Exercise brief:
Check every line of the data below for the string "CreateSession", and copy the ones that hold it.

Data entries

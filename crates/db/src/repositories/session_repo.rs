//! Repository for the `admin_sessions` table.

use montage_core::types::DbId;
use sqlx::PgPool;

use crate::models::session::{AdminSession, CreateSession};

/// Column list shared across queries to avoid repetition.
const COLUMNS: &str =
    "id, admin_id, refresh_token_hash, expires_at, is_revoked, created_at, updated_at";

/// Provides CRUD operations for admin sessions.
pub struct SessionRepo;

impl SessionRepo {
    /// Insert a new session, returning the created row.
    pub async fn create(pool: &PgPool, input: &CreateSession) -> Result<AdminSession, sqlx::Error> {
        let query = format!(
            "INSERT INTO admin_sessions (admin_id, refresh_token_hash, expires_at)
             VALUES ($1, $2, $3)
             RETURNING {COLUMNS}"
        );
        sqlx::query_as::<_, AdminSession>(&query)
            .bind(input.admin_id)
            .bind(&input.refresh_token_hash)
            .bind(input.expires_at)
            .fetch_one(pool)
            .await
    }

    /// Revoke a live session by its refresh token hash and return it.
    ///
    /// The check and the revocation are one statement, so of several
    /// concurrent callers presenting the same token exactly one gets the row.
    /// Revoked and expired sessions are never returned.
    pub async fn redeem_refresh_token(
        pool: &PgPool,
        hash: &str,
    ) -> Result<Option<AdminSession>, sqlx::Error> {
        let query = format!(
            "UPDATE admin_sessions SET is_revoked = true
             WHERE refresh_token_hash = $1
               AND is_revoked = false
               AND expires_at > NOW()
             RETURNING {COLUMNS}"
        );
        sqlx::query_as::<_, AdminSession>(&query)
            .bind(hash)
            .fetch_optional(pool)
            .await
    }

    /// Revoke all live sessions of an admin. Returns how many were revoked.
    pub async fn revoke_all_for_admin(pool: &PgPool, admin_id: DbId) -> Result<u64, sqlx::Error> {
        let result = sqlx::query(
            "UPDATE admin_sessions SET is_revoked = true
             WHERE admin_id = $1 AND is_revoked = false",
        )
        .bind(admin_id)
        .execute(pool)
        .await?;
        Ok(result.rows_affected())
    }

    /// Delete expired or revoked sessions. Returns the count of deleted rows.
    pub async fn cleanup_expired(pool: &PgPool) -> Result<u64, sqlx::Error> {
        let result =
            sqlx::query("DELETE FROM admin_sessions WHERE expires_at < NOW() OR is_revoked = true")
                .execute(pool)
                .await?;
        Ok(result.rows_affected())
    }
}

==

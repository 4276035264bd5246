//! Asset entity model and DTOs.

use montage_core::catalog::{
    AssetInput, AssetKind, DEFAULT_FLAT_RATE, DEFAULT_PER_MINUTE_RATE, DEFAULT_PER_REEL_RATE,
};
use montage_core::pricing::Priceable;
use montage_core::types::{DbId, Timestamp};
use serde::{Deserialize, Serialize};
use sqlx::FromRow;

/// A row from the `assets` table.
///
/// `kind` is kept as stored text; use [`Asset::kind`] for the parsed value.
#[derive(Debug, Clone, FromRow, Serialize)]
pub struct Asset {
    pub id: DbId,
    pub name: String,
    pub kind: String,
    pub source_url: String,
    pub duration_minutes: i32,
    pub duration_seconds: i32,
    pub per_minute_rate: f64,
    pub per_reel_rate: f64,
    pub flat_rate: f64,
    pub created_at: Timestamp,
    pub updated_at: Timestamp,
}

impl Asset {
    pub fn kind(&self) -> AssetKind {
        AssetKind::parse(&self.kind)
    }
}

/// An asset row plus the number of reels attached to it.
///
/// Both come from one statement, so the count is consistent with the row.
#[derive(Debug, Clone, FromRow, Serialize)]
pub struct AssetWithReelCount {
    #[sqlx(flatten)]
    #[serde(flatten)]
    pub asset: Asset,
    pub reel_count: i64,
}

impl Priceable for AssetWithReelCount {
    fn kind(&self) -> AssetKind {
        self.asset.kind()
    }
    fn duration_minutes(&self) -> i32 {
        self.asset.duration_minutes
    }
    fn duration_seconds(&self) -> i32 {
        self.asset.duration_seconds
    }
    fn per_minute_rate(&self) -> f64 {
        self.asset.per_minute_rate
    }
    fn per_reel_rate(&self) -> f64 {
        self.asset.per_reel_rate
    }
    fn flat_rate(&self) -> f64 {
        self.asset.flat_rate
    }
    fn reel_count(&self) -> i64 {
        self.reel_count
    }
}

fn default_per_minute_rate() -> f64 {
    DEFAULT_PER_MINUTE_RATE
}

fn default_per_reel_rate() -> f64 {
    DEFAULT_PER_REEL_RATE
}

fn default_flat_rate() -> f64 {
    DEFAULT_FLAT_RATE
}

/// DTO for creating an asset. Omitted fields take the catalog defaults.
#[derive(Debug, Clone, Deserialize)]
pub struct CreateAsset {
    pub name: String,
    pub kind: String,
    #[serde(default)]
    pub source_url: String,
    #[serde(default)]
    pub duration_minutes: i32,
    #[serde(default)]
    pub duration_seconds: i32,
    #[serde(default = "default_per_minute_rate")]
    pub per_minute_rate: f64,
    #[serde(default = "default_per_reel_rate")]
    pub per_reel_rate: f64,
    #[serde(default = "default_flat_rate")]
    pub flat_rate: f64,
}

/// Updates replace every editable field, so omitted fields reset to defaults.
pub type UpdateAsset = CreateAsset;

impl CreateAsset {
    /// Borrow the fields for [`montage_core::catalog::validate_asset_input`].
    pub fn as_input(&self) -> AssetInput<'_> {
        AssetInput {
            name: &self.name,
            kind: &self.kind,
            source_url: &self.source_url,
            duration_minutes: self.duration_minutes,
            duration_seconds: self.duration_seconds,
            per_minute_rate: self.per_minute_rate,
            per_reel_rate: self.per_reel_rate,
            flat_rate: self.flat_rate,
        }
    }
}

---

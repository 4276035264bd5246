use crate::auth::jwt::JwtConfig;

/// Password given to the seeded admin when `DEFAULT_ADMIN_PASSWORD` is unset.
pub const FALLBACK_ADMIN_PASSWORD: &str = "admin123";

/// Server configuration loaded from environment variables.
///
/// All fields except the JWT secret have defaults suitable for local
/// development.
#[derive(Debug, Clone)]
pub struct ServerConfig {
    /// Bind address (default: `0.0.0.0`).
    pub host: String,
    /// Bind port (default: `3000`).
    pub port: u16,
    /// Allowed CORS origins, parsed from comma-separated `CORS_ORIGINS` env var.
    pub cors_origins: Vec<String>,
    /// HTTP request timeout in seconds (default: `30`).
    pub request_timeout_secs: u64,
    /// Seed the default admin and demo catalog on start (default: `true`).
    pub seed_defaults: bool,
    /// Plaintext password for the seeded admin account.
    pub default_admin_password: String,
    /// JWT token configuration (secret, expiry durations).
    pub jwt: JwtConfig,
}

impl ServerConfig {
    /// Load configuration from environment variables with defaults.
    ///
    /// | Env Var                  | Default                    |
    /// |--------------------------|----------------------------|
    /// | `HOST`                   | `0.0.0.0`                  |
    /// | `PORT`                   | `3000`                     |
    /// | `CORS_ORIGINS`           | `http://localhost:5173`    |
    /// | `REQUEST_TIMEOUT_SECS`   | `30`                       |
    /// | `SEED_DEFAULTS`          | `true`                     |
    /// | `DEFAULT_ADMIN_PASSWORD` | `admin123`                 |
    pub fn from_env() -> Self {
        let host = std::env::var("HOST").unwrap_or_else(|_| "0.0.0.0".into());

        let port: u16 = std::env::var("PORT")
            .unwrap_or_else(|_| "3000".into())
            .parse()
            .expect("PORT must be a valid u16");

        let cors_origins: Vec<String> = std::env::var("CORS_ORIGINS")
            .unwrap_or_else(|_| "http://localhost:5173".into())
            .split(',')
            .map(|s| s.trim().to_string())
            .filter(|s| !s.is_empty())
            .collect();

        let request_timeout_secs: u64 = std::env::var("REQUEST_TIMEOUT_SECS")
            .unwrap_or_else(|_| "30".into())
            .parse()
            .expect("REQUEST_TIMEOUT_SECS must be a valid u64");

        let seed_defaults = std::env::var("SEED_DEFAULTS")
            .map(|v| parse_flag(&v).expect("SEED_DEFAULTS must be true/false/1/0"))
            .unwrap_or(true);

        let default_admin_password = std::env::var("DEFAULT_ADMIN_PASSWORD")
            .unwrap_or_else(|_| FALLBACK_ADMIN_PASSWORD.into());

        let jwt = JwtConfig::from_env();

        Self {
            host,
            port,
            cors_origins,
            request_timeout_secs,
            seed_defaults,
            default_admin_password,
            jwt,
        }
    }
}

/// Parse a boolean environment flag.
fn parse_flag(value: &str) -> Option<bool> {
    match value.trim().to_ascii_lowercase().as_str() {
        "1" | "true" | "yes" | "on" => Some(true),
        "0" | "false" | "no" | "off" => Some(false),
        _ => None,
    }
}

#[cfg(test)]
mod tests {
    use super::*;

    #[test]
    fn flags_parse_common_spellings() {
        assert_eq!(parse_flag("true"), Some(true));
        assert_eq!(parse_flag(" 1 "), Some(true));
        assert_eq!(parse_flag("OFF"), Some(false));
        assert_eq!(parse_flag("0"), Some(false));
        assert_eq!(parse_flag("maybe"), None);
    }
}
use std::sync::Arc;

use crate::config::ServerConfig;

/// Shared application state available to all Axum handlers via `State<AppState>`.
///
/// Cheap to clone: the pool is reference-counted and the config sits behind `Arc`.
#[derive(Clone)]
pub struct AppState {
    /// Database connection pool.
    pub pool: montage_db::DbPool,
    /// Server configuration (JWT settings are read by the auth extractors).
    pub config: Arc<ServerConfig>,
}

Exercise output:
use crate::models::session::{AdminSession, CreateSession};
    pub async fn create(pool: &PgPool, input: &CreateSession) -> Result<AdminSession, sqlx::Error> {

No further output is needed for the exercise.